Laser soldering is the cutting-edge soldering technology, which represents and is pioneered by Japan Unix.

This contactless soldering method achieves numerous benefits to production process.

This film describes the technical principals of laser soldering and shows the various laser shape technology for applications who require higher reliability, such as Automotive electronics, Aviation and so on.

This is the fastest way to understand laser soldering and look for your process enhancement.

How Does it Work?

In traditional iron tip soldering, the soldering tip is heated up to the required temperature of around 350° C. It is then placed onto the soldering point and heat is applied. When the melting temperature is reached, solder is applied to the surface, which results in the formation of an intermetallic compound.

In contrast to iron tip soldering, laser soldering is a contactless method –no soldering tip touches the circuit board or electronic parts. Instead, a laser is pointed on the soldering surface, thus heating up the base metal in the required area. The surface temperature rises continuously to the melting temperature, at which time solder is supplied directly to the soldering point. Achieving thermal conversion through surface heating rather than heat transfer enables more precise soldering, but also increases the danger of overheating. It is therefore crucial to use skilled experts or automated soldering solutions for this process.


Because of their different properties, iron tip and laser soldering are ideally suited for different purposes. While the first is best for parts with high heat capacity, laser soldering is the better choice for ultrafine parts. This is due to a set of specific advantages.

  • Less Danger of Damage

    As soldering is contactless, there is less danger of damage to electric parts. No physical load is placed on the circuit board or other sensitive components, which could be harmed by the heat of a soldering tip.

  • High-Precision Micro Soldering

    A laser’s parameter is much smaller than even the finest soldering tip. It can therefore reach spaces that would be too narrow or otherwise inaccessible for an iron tip. As electronic parts become smaller and more intricate, this is becoming more and more relevant. Laser soldering can become even more precise when automated.

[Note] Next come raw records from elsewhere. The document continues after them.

//! Page numbering for the assembled bundle
//!
//! The table of contents prints the page range of every appendix, but how many
//! pages the table itself takes depends on what it prints. Entries are first
//! computed against a one-page draft table, the draft is rendered to measure
//! its real length, and entries are recomputed with that length. A final check
//! renders the table for the final entries and retries until its length agrees
//! with the one the entries assumed.

use crate::bidi::Shaper;
use crate::constants::{DRAFT_TOC_PAGES, MAX_PAGINATION_PASSES};
use crate::fonts::FontSet;
use crate::numbering::format_label;
use crate::toc::{render_toc, TocLayout};
use crate::types::{AppendixError, AppendixSummary, LayoutSettings, NumberingSystem, Result, TocEntry};

/// Page ranges of every appendix, assuming the table takes `toc_pages`
pub fn compute_entries(
    main_pages: usize,
    toc_pages: usize,
    appendices: &[AppendixSummary],
    numbering: NumberingSystem,
) -> Vec<TocEntry> {
    let mut next_page = main_pages + toc_pages + 1;
    appendices
        .iter()
        .enumerate()
        .map(|(i, appendix)| {
            let start_page = next_page;
            let end_page = start_page + appendix.page_count;
            next_page = end_page + 1;
            TocEntry {
                label: format_label(i + 1, numbering),
                title: appendix.title.clone(),
                start_page,
                end_page,
            }
        })
        .collect()
}

/// Outcome of settling the table length
#[derive(Debug, Clone)]
pub struct Settled<T> {
    pub entries: Vec<TocEntry>,
    /// Whatever the last measurement produced, for the final entries
    pub measured: T,
    pub toc_pages: usize,
    pub draft_toc_pages: usize,
    pub passes: usize,
}

/// Find a table length that matches the table rendered for it.
///
/// `measure` renders the table for a set of entries and reports its page
/// count along with the rendering. Gives up with
/// [`AppendixError::PaginationDiverged`] after `MAX_PAGINATION_PASSES`
/// passes beyond the draft.
pub fn settle<T, M>(
    main_pages: usize,
    appendices: &[AppendixSummary],
    numbering: NumberingSystem,
    mut measure: M,
) -> Result<Settled<T>>
where
    M: FnMut(&[TocEntry]) -> (usize, T),
{
    let draft = compute_entries(main_pages, DRAFT_TOC_PAGES, appendices, numbering);
    let (draft_toc_pages, _) = measure(&draft);
    log::debug!(
        "Draft pass: assumed {} TOC page(s), measured {}",
        DRAFT_TOC_PAGES,
        draft_toc_pages
    );

    let mut assumed = draft_toc_pages;
    let mut last_measured = draft_toc_pages;
    for pass in 1..=MAX_PAGINATION_PASSES {
        let entries = compute_entries(main_pages, assumed, appendices, numbering);
        let (measured_pages, measured) = measure(&entries);
        log::debug!(
            "Pass {}: assumed {} TOC page(s), measured {}",
            pass,
            assumed,
            measured_pages
        );
        if measured_pages == assumed {
            return Ok(Settled {
                entries,
                measured,
                toc_pages: assumed,
                draft_toc_pages,
                passes: pass,
            });
        }
        last_measured = measured_pages;
        assumed = measured_pages;
    }

    Err(AppendixError::PaginationDiverged {
        passes: MAX_PAGINATION_PASSES,
        last_assumed: assumed,
        last_measured,
    })
}

/// Final page layout of a bundle
#[derive(Debug, Clone)]
pub struct PaginationPlan {
    pub entries: Vec<TocEntry>,
    /// Table of contents rendered for `entries`
    pub toc: TocLayout,
    pub toc_pages: usize,
    /// Length measured from the draft pass
    pub draft_toc_pages: usize,
    pub passes: usize,
    pub total_pages: usize,
}

/// Work out the final entries and the table of contents that lists them
pub fn plan(
    main_pages: usize,
    appendices: &[AppendixSummary],
    settings: &LayoutSettings,
    fonts: &FontSet,
    shaper: &Shaper,
) -> Result<PaginationPlan> {
    let settled = settle(main_pages, appendices, settings.numbering, |entries| {
        let toc = render_toc(entries, settings.template, fonts, shaper);
        (toc.page_count(), toc)
    })?;

    let appendix_pages: usize = appendices.iter().map(|a| a.page_count + 1).sum();
    let total_pages = main_pages + settled.toc_pages + appendix_pages;

    log::info!(
        "Planned {} page(s): main {}, TOC {}, {} appendices",
        total_pages,
        main_pages,
        settled.toc_pages,
        appendices.len()
    );

    Ok(PaginationPlan {
        entries: settled.entries,
        toc: settled.measured,
        toc_pages: settled.toc_pages,
        draft_toc_pages: settled.draft_toc_pages,
        passes: settled.passes,
        total_pages,
    })
}

#[cfg(test)]
mod tests {
    use super::*;

    fn appendices(counts: &[usize]) -> Vec<AppendixSummary> {
        counts
            .iter()
            .enumerate()
            .map(|(i, &n)| AppendixSummary::new(format!("Doc {}", i + 1), n))
            .collect()
    }

    #[test]
    fn test_single_appendix_ranges() {
        let entries = compute_entries(3, 1, &appendices(&[5]), NumberingSystem::Hebrew);
        assert_eq!(entries.len(), 1);
        assert_eq!(entries[0].label, "א");
        assert_eq!(entries[0].start_page, 5);
        assert_eq!(entries[0].end_page, 10);
        assert_eq!(entries[0].first_content_page(), Some(6));
    }

    #[test]
    fn test_adjacent_entries() {
        let entries = compute_entries(10, 2, &appendices(&[3, 0, 7]), NumberingSystem::Arabic);
        assert_eq!(entries[0].start_page, 13);
        for pair in entries.windows(2) {
            assert_eq!(pair[1].start_page, pair[0].end_page + 1);
        }
        // Zero-page appendix still has its cover
        assert_eq!(entries[1].start_page, entries[1].end_page);
        assert_eq!(entries[1].first_content_page(), None);
        assert!(entries.iter().all(|e| e.start_page <= e.end_page));
    }

    #[test]
    fn test_settle_converges_immediately() {
        let settled = settle(3, &appendices(&[5]), NumberingSystem::Hebrew, |_| (1, ())).unwrap();
        assert_eq!(settled.toc_pages, 1);
        assert_eq!(settled.draft_toc_pages, 1);
        assert_eq!(settled.passes, 1);
    }

    #[test]
    fn test_settle_uses_measured_length() {
        // Always two pages, whatever the entries say
        let settled = settle(3, &appendices(&[5, 5]), NumberingSystem::Hebrew, |_| (2, ())).unwrap();
        assert_eq!(settled.draft_toc_pages, 2);
        assert_eq!(settled.toc_pages, 2);
        assert_eq!(settled.entries[0].start_page, 6);
    }

    #[test]
    fn test_settle_retries_when_length_shifts() {
        // Length depends on the first start page: one page until it moves past 5
        let measure = |entries: &[TocEntry]| {
            let pages = if entries[0].start_page < 6 { 2 } else { 3 };
            (pages, entries[0].start_page)
        };
        let settled = settle(3, &appendices(&[1]), NumberingSystem::Hebrew, measure).unwrap();
        assert_eq!(settled.draft_toc_pages, 2);
        assert_eq!(settled.toc_pages, 3);
        assert_eq!(settled.passes, 2);
        assert_eq!(settled.measured, 7);
    }

    #[test]
    fn test_settle_reports_divergence() {
        // Oscillates between one and two pages
        let measure = |entries: &[TocEntry]| {
            let pages = if entries[0].start_page == 5 { 2 } else { 1 };
            (pages, ())
        };
        let err = settle(3, &appendices(&[1]), NumberingSystem::Hebrew, measure).unwrap_err();
        match err {
            AppendixError::PaginationDiverged { passes, .. } => {
                assert_eq!(passes, MAX_PAGINATION_PASSES)
            }
            other => panic!("unexpected error: {other}"),
        }
    }

    #[test]
    fn test_plan_total_pages() {
        let plan = plan(
            3,
            &appendices(&[5, 2]),
            &LayoutSettings::default(),
            &FontSet::builtin(),
            &Shaper::default(),
        )
        .unwrap();
        assert_eq!(plan.toc_pages, 1);
        assert_eq!(plan.total_pages, 3 + 1 + 6 + 3);
        assert_eq!(plan.entries.last().unwrap().end_page, plan.total_pages);
    }
}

  • Variety and Customization

    Japan Unix features various patented laser beam shapes, such as ring type or square type lasers. Manufacturers can choose the laser type most suitable for their board pattern and components, which avoids inadvertently burning sensitive parts. In addition, a beam-splitting technology provides “twin-spot laser”, which enables simultaneously soldering two joints.

  • Easy Maintenance

    Laser soldering requires little to no maintenance, and machine cleaning is exceedingly easy. In contrast to iron tips, lasers don’t show symptoms of fatigue and don’t need to be replaced regularly. This comes with significant cost cuts for manufacturers.

Application Scenarios

Laser soldering is especially suited for applications that require micro or pinpoint soldering. This field is rapidly expanding with technological advancements. Example industries that could greatly benefit from laser soldering are:

  • Automotive

    With connected and electronic mobility on the rise, electronics components are becoming more frequent in automotive vehicles. With human lives at stake, parts like actuators or airbag sensors need to be highly reliable while also being compact and light. Laser soldering is uniquely equipped to deliver on these diverging requirements.

  • Electronics

    Electronic devices are getting smaller and more complex, making it necessary to solder more components on a less space. Furthermore, most components are heat sensitive and are easily damaged. Laser soldering facilitates the required pinpoint soldering, and because it is contactless, there is no damage to electronic parts.